[What is expected]: Here are some records. Copy each one exactly.

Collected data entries
Content starts
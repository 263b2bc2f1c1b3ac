use crate::address::{Address, AsAddress, Mask, Network};
use crate::error::{Result, Version};
use crate::range::{self, List};
use lazy_static::lazy_static;
use log::trace;
use rand::Rng;

pub const IPV4_LEN: usize = 4;

/// /32 network mask
pub const MASK_32: Mask = Mask(Address::V4([0xff, 0xff, 0xff, 0xff]));
/// /31 network mask
pub const MASK_31: Mask = Mask(Address::V4([0xff, 0xff, 0xff, 0xfe]));

lazy_static! {
    /// IANA IPv4 special-purpose address blocks.
    ///
    /// <https://www.iana.org/assignments/iana-ipv4-special-registry/iana-ipv4-special-registry.xhtml>
    pub static ref RESERVED_IPV4: Vec<Network> = [
        "0.0.0.0/8",          // "This" network
        "10.0.0.0/8",         // Class A private network
        "100.64.0.0/10",      // Carrier-grade NAT
        "127.0.0.0/8",        // Loopback
        "169.254.0.0/16",     // Link local
        "172.16.0.0/12",      // Class B private network
        "192.0.0.0/24",       // IETF protocol assignments
        "192.0.2.0/24",       // TEST-NET-1
        "192.88.99.0/24",     // Formerly 6to4 relay anycast
        "192.168.0.0/16",     // Class C private network
        "198.18.0.0/15",      // Benchmarking
        "198.51.100.0/24",    // TEST-NET-2
        "203.0.113.0/24",     // TEST-NET-3
        "224.0.0.0/4",        // Multicast
        "233.252.0.0/24",     // MCAST-TEST-NET
        "240.0.0.0/4",        // Reserved for future use
        "255.255.255.255/32", // Broadcast
    ]
    .iter()
    .map(|s| s.parse::<Network>().expect("Not possible"))
    .collect();
}

/// Whether `ip` is an IPv4 address.
pub fn is_valid4<T: AsAddress>(ip: T) -> bool {
    matches!(ip.as_address(), Some(Address::V4(_)))
}

/// Whether `ip` is an IPv4 address inside a reserved block.
pub fn is_reserved4<T: AsAddress>(ip: T) -> bool {
    match ip.as_address() {
        Some(ip @ Address::V4(_)) => RESERVED_IPV4.iter().any(|net| net.contains(ip)),
        _ => false,
    }
}

/// A random IPv4 address, possibly a reserved one.
pub fn random4() -> Address {
    random4_with(&mut rand::thread_rng())
}

/// Uniform but not meant for anything security related.
pub fn random4_with<R: Rng + ?Sized>(rng: &mut R) -> Address {
    Address::V4(rng.gen())
}

/// A random IPv4 address outside every reserved block.
pub fn public4() -> Address {
    public4_with(&mut rand::thread_rng())
}

/// Draws until an address is not reserved. There is no bound on the number of draws.
pub fn public4_with<R: Rng + ?Sized>(rng: &mut R) -> Address {
    let mut draws = 1u64;
    loop {
        let ip = random4_with(rng);
        if !is_reserved4(ip) {
            trace!("public IPv4 address {} after {} draws", ip, draws);
            return ip;
        }
        draws += 1;
    }
}

/// Addresses of an IPv4 network, see [`crate::get_list`].
pub fn get_list4(net: &Network) -> Result<List> {
    range::list(net, Version::V4, &MASK_32, &MASK_31)
}

#[cfg(test)]
mod tests {
    use super::*;
    use quickcheck_macros::quickcheck;
    use rand::rngs::StdRng;
    use rand::SeedableRng;
    use std::net::Ipv4Addr;

    #[test]
    fn valid4() {
        assert!(is_valid4("0.0.0.0"));
        assert!(is_valid4("255.255.255.255"));
        assert!(!is_valid4("0.0.0"));
        assert!(!is_valid4("0.0.0.256"));
        assert!(!is_valid4("::"));
        assert!(!is_valid4("::ffff:1.2.3.4"));
    }

    #[test]
    fn reserved4() {
        assert_eq!(17, RESERVED_IPV4.len());
        for net in RESERVED_IPV4.iter() {
            assert!(is_reserved4(net.addr()), "{}", net);
            assert!(is_reserved4(net.last().unwrap()), "{}", net);
        }
        for ip in &["10.0.0.1", "127.0.0.1", "192.168.1.1", "255.255.255.255", "100.127.0.1"] {
            assert!(is_reserved4(*ip), "{}", ip);
        }
        for ip in &["8.8.8.8", "1.1.1.1", "100.128.0.1", "172.32.0.1", "::1"] {
            assert!(!is_reserved4(*ip), "{}", ip);
        }
    }

    #[test]
    fn public4_skips_reserved() {
        let mut rng = StdRng::seed_from_u64(4);
        for _ in 0..10_000 {
            let ip = public4_with(&mut rng);
            assert!(ip.is_v4());
            assert!(!is_reserved4(ip), "{}", ip);
        }
    }

    #[quickcheck]
    fn scan_matches_closed_form(ip: u32, len: u8) -> bool {
        // the host part is kept small so the scan stays cheap
        let len = 20 + len % 13;
        let net = Network::with_prefix(Ipv4Addr::from(ip).into(), len).unwrap();
        let first = net.network().unwrap();
        let mut last = first;
        let mut ip = first.next();
        while net.contains(ip) && ip != first {
            last = ip;
            ip = ip.next();
        }
        net.last() == Some(last)
    }
}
Content ends
[Task result]:
repository 263b2bc2f1c1b3ac
use crate::address::{Address, AsAddress, Mask, Network};
use crate::error::{Result, Version};
use crate::range::{self, List};
use lazy_static::lazy_static;
use log::trace;
use rand::Rng;

pub const IPV4_LEN: usize = 4;

/// /32 network mask
pub const MASK_32: Mask = Mask(Address::V4([0xff, 0xff, 0xff, 0xff]));
/// /31 network mask
pub const MASK_31: Mask = Mask(Address::V4([0xff, 0xff, 0xff, 0xfe]));

lazy_static! {
    /// IANA IPv4 special-purpose address blocks.
    ///
    /// <https://www.iana.org/assignments/iana-ipv4-special-registry/iana-ipv4-special-registry.xhtml>
    pub static ref RESERVED_IPV4: Vec<Network> = [
        "0.0.0.0/8",          // "This" network
        "10.0.0.0/8",         // Class A private network
        "100.64.0.0/10",      // Carrier-grade NAT
        "127.0.0.0/8",        // Loopback
        "169.254.0.0/16",     // Link local
        "172.16.0.0/12",      // Class B private network
        "192.0.0.0/24",       // IETF protocol assignments
        "192.0.2.0/24",       // TEST-NET-1
        "192.88.99.0/24",     // Formerly 6to4 relay anycast
        "192.168.0.0/16",     // Class C private network
        "198.18.0.0/15",      // Benchmarking
        "198.51.100.0/24",    // TEST-NET-2
        "203.0.113.0/24",     // TEST-NET-3
        "224.0.0.0/4",        // Multicast
        "233.252.0.0/24",     // MCAST-TEST-NET
        "240.0.0.0/4",        // Reserved for future use
        "255.255.255.255/32", // Broadcast
    ]
    .iter()
    .map(|s| s.parse::<Network>().expect("Not possible"))
    .collect();
}

/// Whether `ip` is an IPv4 address.
pub fn is_valid4<T: AsAddress>(ip: T) -> bool {
    matches!(ip.as_address(), Some(Address::V4(_)))
}

/// Whether `ip` is an IPv4 address inside a reserved block.
pub fn is_reserved4<T: AsAddress>(ip: T) -> bool {
    match ip.as_address() {
        Some(ip @ Address::V4(_)) => RESERVED_IPV4.iter().any(|net| net.contains(ip)),
        _ => false,
    }
}

/// A random IPv4 address, possibly a reserved one.
pub fn random4() -> Address {
    random4_with(&mut rand::thread_rng())
}

/// Uniform but not meant for anything security related.
pub fn random4_with<R: Rng + ?Sized>(rng: &mut R) -> Address {
    Address::V4(rng.gen())
}

/// A random IPv4 address outside every reserved block.
pub fn public4() -> Address {
    public4_with(&mut rand::thread_rng())
}

/// Draws until an address is not reserved. There is no bound on the number of draws.
pub fn public4_with<R: Rng + ?Sized>(rng: &mut R) -> Address {
    let mut draws = 1u64;
    loop {
        let ip = random4_with(rng);
        if !is_reserved4(ip) {
            trace!("public IPv4 address {} after {} draws", ip, draws);
            return ip;
        }
        draws += 1;
    }
}

/// Addresses of an IPv4 network, see [`crate::get_list`].
pub fn get_list4(net: &Network) -> Result<List> {
    range::list(net, Version::V4, &MASK_32, &MASK_31)
}

#[cfg(test)]
mod tests {
    use super::*;
    use quickcheck_macros::quickcheck;
    use rand::rngs::StdRng;
    use rand::SeedableRng;
    use std::net::Ipv4Addr;

    #[test]
    fn valid4() {
        assert!(is_valid4("0.0.0.0"));
        assert!(is_valid4("255.255.255.255"));
        assert!(!is_valid4("0.0.0"));
        assert!(!is_valid4("0.0.0.256"));
        assert!(!is_valid4("::"));
        assert!(!is_valid4("::ffff:1.2.3.4"));
    }

    #[test]
    fn reserved4() {
        assert_eq!(17, RESERVED_IPV4.len());
        for net in RESERVED_IPV4.iter() {
            assert!(is_reserved4(net.addr()), "{}", net);
            assert!(is_reserved4(net.last().unwrap()), "{}", net);
        }
        for ip in &["10.0.0.1", "127.0.0.1", "192.168.1.1", "255.255.255.255", "100.127.0.1"] {
            assert!(is_reserved4(*ip), "{}", ip);
        }
        for ip in &["8.8.8.8", "1.1.1.1", "100.128.0.1", "172.32.0.1", "::1"] {
            assert!(!is_reserved4(*ip), "{}", ip);
        }
    }

    #[test]
    fn public4_skips_reserved() {
        let mut rng = StdRng::seed_from_u64(4);
        for _ in 0..10_000 {
            let ip = public4_with(&mut rng);
            assert!(ip.is_v4());
            assert!(!is_reserved4(ip), "{}", ip);
        }
    }

    #[quickcheck]
    fn scan_matches_closed_form(ip: u32, len: u8) -> bool {
        // the host part is kept small so the scan stays cheap
        let len = 20 + len % 13;
        let net = Network::with_prefix(Ipv4Addr::from(ip).into(), len).unwrap();
        let first = net.network().unwrap();
        let mut last = first;
        let mut ip = first.next();
        while net.contains(ip) && ip != first {
            last = ip;
            ip = ip.next();
        }
        net.last() == Some(last)
    }
}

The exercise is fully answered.